//! Callback-style surface over [`ChatSession`].
//!
//! Each method spawns the async operation on a tokio runtime and hands the
//! outcome to a `FnOnce` callback. The returned [`JoinHandle`] can be awaited
//! or aborted; aborting a join before the response arrives leaves the session
//! untouched.

use std::future::Future;
use std::sync::Arc;

use sportstalk_protocol::{
    ChatEvent, CommandResult, EventsByTimestampOptions, EventsByTypeOptions,
    ExecuteCommandRequest, GetUpdatesOptions, JoinResult, JoinRoomRequest,
    ListEventsByTimestampResult, ListEventsResult, ListOptions, QuotedReplyRequest,
    SearchEventsRequest, ThreadedReplyRequest, UpdatesResult,
};
use tokio::runtime::Handle;
use tokio::task::JoinHandle;

use crate::error::Result;
use crate::session::ChatSession;
use crate::transport::{HttpRemote, RemoteApi};

/// Cloneable callback adapter sharing one [`ChatSession`].
pub struct CallbackSession<R = HttpRemote> {
    session: Arc<ChatSession<R>>,
    runtime: Handle,
}

impl<R> Clone for CallbackSession<R> {
    fn clone(&self) -> Self {
        Self {
            session: Arc::clone(&self.session),
            runtime: self.runtime.clone(),
        }
    }
}

impl<R: RemoteApi + 'static> CallbackSession<R> {
    /// Must be called from inside a tokio runtime; use [`with_runtime`]
    /// otherwise.
    ///
    /// [`with_runtime`]: CallbackSession::with_runtime
    pub fn new(session: Arc<ChatSession<R>>) -> Self {
        Self::with_runtime(session, Handle::current())
    }

    pub fn with_runtime(session: Arc<ChatSession<R>>, runtime: Handle) -> Self {
        Self { session, runtime }
    }

    pub fn session(&self) -> &Arc<ChatSession<R>> {
        &self.session
    }

    fn dispatch<T, Op, Fut, F>(&self, op: Op, callback: F) -> JoinHandle<()>
    where
        Op: FnOnce(Arc<ChatSession<R>>) -> Fut + Send + 'static,
        Fut: Future<Output = Result<T>> + Send + 'static,
        T: Send + 'static,
        F: FnOnce(Result<T>) + Send + 'static,
    {
        let session = Arc::clone(&self.session);
        self.runtime.spawn(async move {
            let outcome = op(session).await;
            callback(outcome);
        })
    }

    pub fn join_room<F>(&self, room_id: &str, request: JoinRoomRequest, callback: F) -> JoinHandle<()>
    where
        F: FnOnce(Result<JoinResult>) + Send + 'static,
    {
        let room_id = room_id.to_string();
        self.dispatch(
            move |s| async move { s.join_room(&room_id, request).await },
            callback,
        )
    }

    pub fn join_room_by_custom_id<F>(
        &self,
        custom_id: &str,
        request: JoinRoomRequest,
        callback: F,
    ) -> JoinHandle<()>
    where
        F: FnOnce(Result<JoinResult>) + Send + 'static,
    {
        let custom_id = custom_id.to_string();
        self.dispatch(
            move |s| async move { s.join_room_by_custom_id(&custom_id, request).await },
            callback,
        )
    }

    pub fn exit_room<F>(&self, room_id: &str, user_id: &str, callback: F) -> JoinHandle<()>
    where
        F: FnOnce(Result<()>) + Send + 'static,
    {
        let room_id = room_id.to_string();
        let user_id = user_id.to_string();
        self.dispatch(
            move |s| async move { s.exit_room(&room_id, &user_id).await },
            callback,
        )
    }

    pub fn get_updates<F>(&self, room_id: &str, options: GetUpdatesOptions, callback: F) -> JoinHandle<()>
    where
        F: FnOnce(Result<UpdatesResult>) + Send + 'static,
    {
        let room_id = room_id.to_string();
        self.dispatch(
            move |s| async move { s.get_updates(&room_id, options).await },
            callback,
        )
    }

    pub fn list_previous_events<F>(&self, room_id: &str, options: ListOptions, callback: F) -> JoinHandle<()>
    where
        F: FnOnce(Result<ListEventsResult>) + Send + 'static,
    {
        let room_id = room_id.to_string();
        self.dispatch(
            move |s| async move { s.list_previous_events(&room_id, options).await },
            callback,
        )
    }

    pub fn list_events_history<F>(&self, room_id: &str, options: ListOptions, callback: F) -> JoinHandle<()>
    where
        F: FnOnce(Result<ListEventsResult>) + Send + 'static,
    {
        let room_id = room_id.to_string();
        self.dispatch(
            move |s| async move { s.list_events_history(&room_id, options).await },
            callback,
        )
    }

    pub fn list_events_by_type<F>(
        &self,
        room_id: &str,
        options: EventsByTypeOptions,
        callback: F,
    ) -> JoinHandle<()>
    where
        F: FnOnce(Result<ListEventsResult>) + Send + 'static,
    {
        let room_id = room_id.to_string();
        self.dispatch(
            move |s| async move { s.list_events_by_type(&room_id, options).await },
            callback,
        )
    }

    pub fn list_events_by_timestamp<F>(
        &self,
        room_id: &str,
        options: EventsByTimestampOptions,
        callback: F,
    ) -> JoinHandle<()>
    where
        F: FnOnce(Result<ListEventsByTimestampResult>) + Send + 'static,
    {
        let room_id = room_id.to_string();
        self.dispatch(
            move |s| async move { s.list_events_by_timestamp(&room_id, options).await },
            callback,
        )
    }

    pub fn search_event_history<F>(&self, request: SearchEventsRequest, callback: F) -> JoinHandle<()>
    where
        F: FnOnce(Result<ListEventsResult>) + Send + 'static,
    {
        self.dispatch(
            move |s| async move { s.search_event_history(request).await },
            callback,
        )
    }

    pub fn list_messages_by_user<F>(
        &self,
        room_id: &str,
        user_id: &str,
        options: ListOptions,
        callback: F,
    ) -> JoinHandle<()>
    where
        F: FnOnce(Result<ListEventsResult>) + Send + 'static,
    {
        let room_id = room_id.to_string();
        let user_id = user_id.to_string();
        self.dispatch(
            move |s| async move { s.list_messages_by_user(&room_id, &user_id, options).await },
            callback,
        )
    }

    pub fn execute_chat_command<F>(
        &self,
        room_id: &str,
        request: ExecuteCommandRequest,
        callback: F,
    ) -> JoinHandle<()>
    where
        F: FnOnce(Result<CommandResult>) + Send + 'static,
    {
        let room_id = room_id.to_string();
        self.dispatch(
            move |s| async move { s.execute_chat_command(&room_id, request).await },
            callback,
        )
    }

    pub fn send_threaded_reply<F>(
        &self,
        room_id: &str,
        reply_to: &str,
        request: ThreadedReplyRequest,
        callback: F,
    ) -> JoinHandle<()>
    where
        F: FnOnce(Result<ChatEvent>) + Send + 'static,
    {
        let room_id = room_id.to_string();
        let reply_to = reply_to.to_string();
        self.dispatch(
            move |s| async move { s.send_threaded_reply(&room_id, &reply_to, request).await },
            callback,
        )
    }

    pub fn send_quoted_reply<F>(
        &self,
        room_id: &str,
        reply_to: &str,
        request: QuotedReplyRequest,
        callback: F,
    ) -> JoinHandle<()>
    where
        F: FnOnce(Result<ChatEvent>) + Send + 'static,
    {
        let room_id = room_id.to_string();
        let reply_to = reply_to.to_string();
        self.dispatch(
            move |s| async move { s.send_quoted_reply(&room_id, &reply_to, request).await },
            callback,
        )
    }

    pub fn start_listening_to_chat_updates(&self, room_id: &str) {
        self.session.start_listening_to_chat_updates(room_id);
    }

    pub fn stop_listening_to_chat_updates(&self, room_id: &str) {
        self.session.stop_listening_to_chat_updates(room_id);
    }
}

▸ Exercise directions
Print each entry exactly as it appears above.

▸ Answer to this task
//! Callback-style surface over [`ChatSession`].
//!
//! Each method spawns the async operation on a tokio runtime and hands the
//! outcome to a `FnOnce` callback. The returned [`JoinHandle`] can be awaited
//! or aborted; aborting a join before the response arrives leaves the session
//! untouched.

use std::future::Future;
use std::sync::Arc;

use sportstalk_protocol::{
    ChatEvent, CommandResult, EventsByTimestampOptions, EventsByTypeOptions,
    ExecuteCommandRequest, GetUpdatesOptions, JoinResult, JoinRoomRequest,
    ListEventsByTimestampResult, ListEventsResult, ListOptions, QuotedReplyRequest,
    SearchEventsRequest, ThreadedReplyRequest, UpdatesResult,
};
use tokio::runtime::Handle;
use tokio::task::JoinHandle;

use crate::error::Result;
use crate::session::ChatSession;
use crate::transport::{HttpRemote, RemoteApi};

/// Cloneable callback adapter sharing one [`ChatSession`].
pub struct CallbackSession<R = HttpRemote> {
    session: Arc<ChatSession<R>>,
    runtime: Handle,
}

impl<R> Clone for CallbackSession<R> {
    fn clone(&self) -> Self {
        Self {
            session: Arc::clone(&self.session),
            runtime: self.runtime.clone(),
        }
    }
}

impl<R: RemoteApi + 'static> CallbackSession<R> {
    /// Must be called from inside a tokio runtime; use [`with_runtime`]
    /// otherwise.
    ///
    /// [`with_runtime`]: CallbackSession::with_runtime
    pub fn new(session: Arc<ChatSession<R>>) -> Self {
        Self::with_runtime(session, Handle::current())
    }

    pub fn with_runtime(session: Arc<ChatSession<R>>, runtime: Handle) -> Self {
        Self { session, runtime }
    }

    pub fn session(&self) -> &Arc<ChatSession<R>> {
        &self.session
    }

    fn dispatch<T, Op, Fut, F>(&self, op: Op, callback: F) -> JoinHandle<()>
    where
        Op: FnOnce(Arc<ChatSession<R>>) -> Fut + Send + 'static,
        Fut: Future<Output = Result<T>> + Send + 'static,
        T: Send + 'static,
        F: FnOnce(Result<T>) + Send + 'static,
    {
        let session = Arc::clone(&self.session);
        self.runtime.spawn(async move {
            let outcome = op(session).await;
            callback(outcome);
        })
    }

    pub fn join_room<F>(&self, room_id: &str, request: JoinRoomRequest, callback: F) -> JoinHandle<()>
    where
        F: FnOnce(Result<JoinResult>) + Send + 'static,
    {
        let room_id = room_id.to_string();
        self.dispatch(
            move |s| async move { s.join_room(&room_id, request).await },
            callback,
        )
    }

    pub fn join_room_by_custom_id<F>(
        &self,
        custom_id: &str,
        request: JoinRoomRequest,
        callback: F,
    ) -> JoinHandle<()>
    where
        F: FnOnce(Result<JoinResult>) + Send + 'static,
    {
        let custom_id = custom_id.to_string();
        self.dispatch(
            move |s| async move { s.join_room_by_custom_id(&custom_id, request).await },
            callback,
        )
    }

    pub fn exit_room<F>(&self, room_id: &str, user_id: &str, callback: F) -> JoinHandle<()>
    where
        F: FnOnce(Result<()>) + Send + 'static,
    {
        let room_id = room_id.to_string();
        let user_id = user_id.to_string();
        self.dispatch(
            move |s| async move { s.exit_room(&room_id, &user_id).await },
            callback,
        )
    }

    pub fn get_updates<F>(&self, room_id: &str, options: GetUpdatesOptions, callback: F) -> JoinHandle<()>
    where
        F: FnOnce(Result<UpdatesResult>) + Send + 'static,
    {
        let room_id = room_id.to_string();
        self.dispatch(
            move |s| async move { s.get_updates(&room_id, options).await },
            callback,
        )
    }

    pub fn list_previous_events<F>(&self, room_id: &str, options: ListOptions, callback: F) -> JoinHandle<()>
    where
        F: FnOnce(Result<ListEventsResult>) + Send + 'static,
    {
        let room_id = room_id.to_string();
        self.dispatch(
            move |s| async move { s.list_previous_events(&room_id, options).await },
            callback,
        )
    }

    pub fn list_events_history<F>(&self, room_id: &str, options: ListOptions, callback: F) -> JoinHandle<()>
    where
        F: FnOnce(Result<ListEventsResult>) + Send + 'static,
    {
        let room_id = room_id.to_string();
        self.dispatch(
            move |s| async move { s.list_events_history(&room_id, options).await },
            callback,
        )
    }

    pub fn list_events_by_type<F>(
        &self,
        room_id: &str,
        options: EventsByTypeOptions,
        callback: F,
    ) -> JoinHandle<()>
    where
        F: FnOnce(Result<ListEventsResult>) + Send + 'static,
    {
        let room_id = room_id.to_string();
        self.dispatch(
            move |s| async move { s.list_events_by_type(&room_id, options).await },
            callback,
        )
    }

    pub fn list_events_by_timestamp<F>(
        &self,
        room_id: &str,
        options: EventsByTimestampOptions,
        callback: F,
    ) -> JoinHandle<()>
    where
        F: FnOnce(Result<ListEventsByTimestampResult>) + Send + 'static,
    {
        let room_id = room_id.to_string();
        self.dispatch(
            move |s| async move { s.list_events_by_timestamp(&room_id, options).await },
            callback,
        )
    }

    pub fn search_event_history<F>(&self, request: SearchEventsRequest, callback: F) -> JoinHandle<()>
    where
        F: FnOnce(Result<ListEventsResult>) + Send + 'static,
    {
        self.dispatch(
            move |s| async move { s.search_event_history(request).await },
            callback,
        )
    }

    pub fn list_messages_by_user<F>(
        &self,
        room_id: &str,
        user_id: &str,
        options: ListOptions,
        callback: F,
    ) -> JoinHandle<()>
    where
        F: FnOnce(Result<ListEventsResult>) + Send + 'static,
    {
        let room_id = room_id.to_string();
        let user_id = user_id.to_string();
        self.dispatch(
            move |s| async move { s.list_messages_by_user(&room_id, &user_id, options).await },
            callback,
        )
    }

    pub fn execute_chat_command<F>(
        &self,
        room_id: &str,
        request: ExecuteCommandRequest,
        callback: F,
    ) -> JoinHandle<()>
    where
        F: FnOnce(Result<CommandResult>) + Send + 'static,
    {
        let room_id = room_id.to_string();
        self.dispatch(
            move |s| async move { s.execute_chat_command(&room_id, request).await },
            callback,
        )
    }

    pub fn send_threaded_reply<F>(
        &self,
        room_id: &str,
        reply_to: &str,
        request: ThreadedReplyRequest,
        callback: F,
    ) -> JoinHandle<()>
    where
        F: FnOnce(Result<ChatEvent>) + Send + 'static,
    {
        let room_id = room_id.to_string();
        let reply_to = reply_to.to_string();
        self.dispatch(
            move |s| async move { s.send_threaded_reply(&room_id, &reply_to, request).await },
            callback,
        )
    }

    pub fn send_quoted_reply<F>(
        &self,
        room_id: &str,
        reply_to: &str,
        request: QuotedReplyRequest,
        callback: F,
    ) -> JoinHandle<()>
    where
        F: FnOnce(Result<ChatEvent>) + Send + 'static,
    {
        let room_id = room_id.to_string();
        let reply_to = reply_to.to_string();
        self.dispatch(
            move |s| async move { s.send_quoted_reply(&room_id, &reply_to, request).await },
            callback,
        )
    }

    pub fn start_listening_to_chat_updates(&self, room_id: &str) {
        self.session.start_listening_to_chat_updates(room_id);
    }

    pub fn stop_listening_to_chat_updates(&self, room_id: &str) {
        self.session.stop_listening_to_chat_updates(room_id);
    }
}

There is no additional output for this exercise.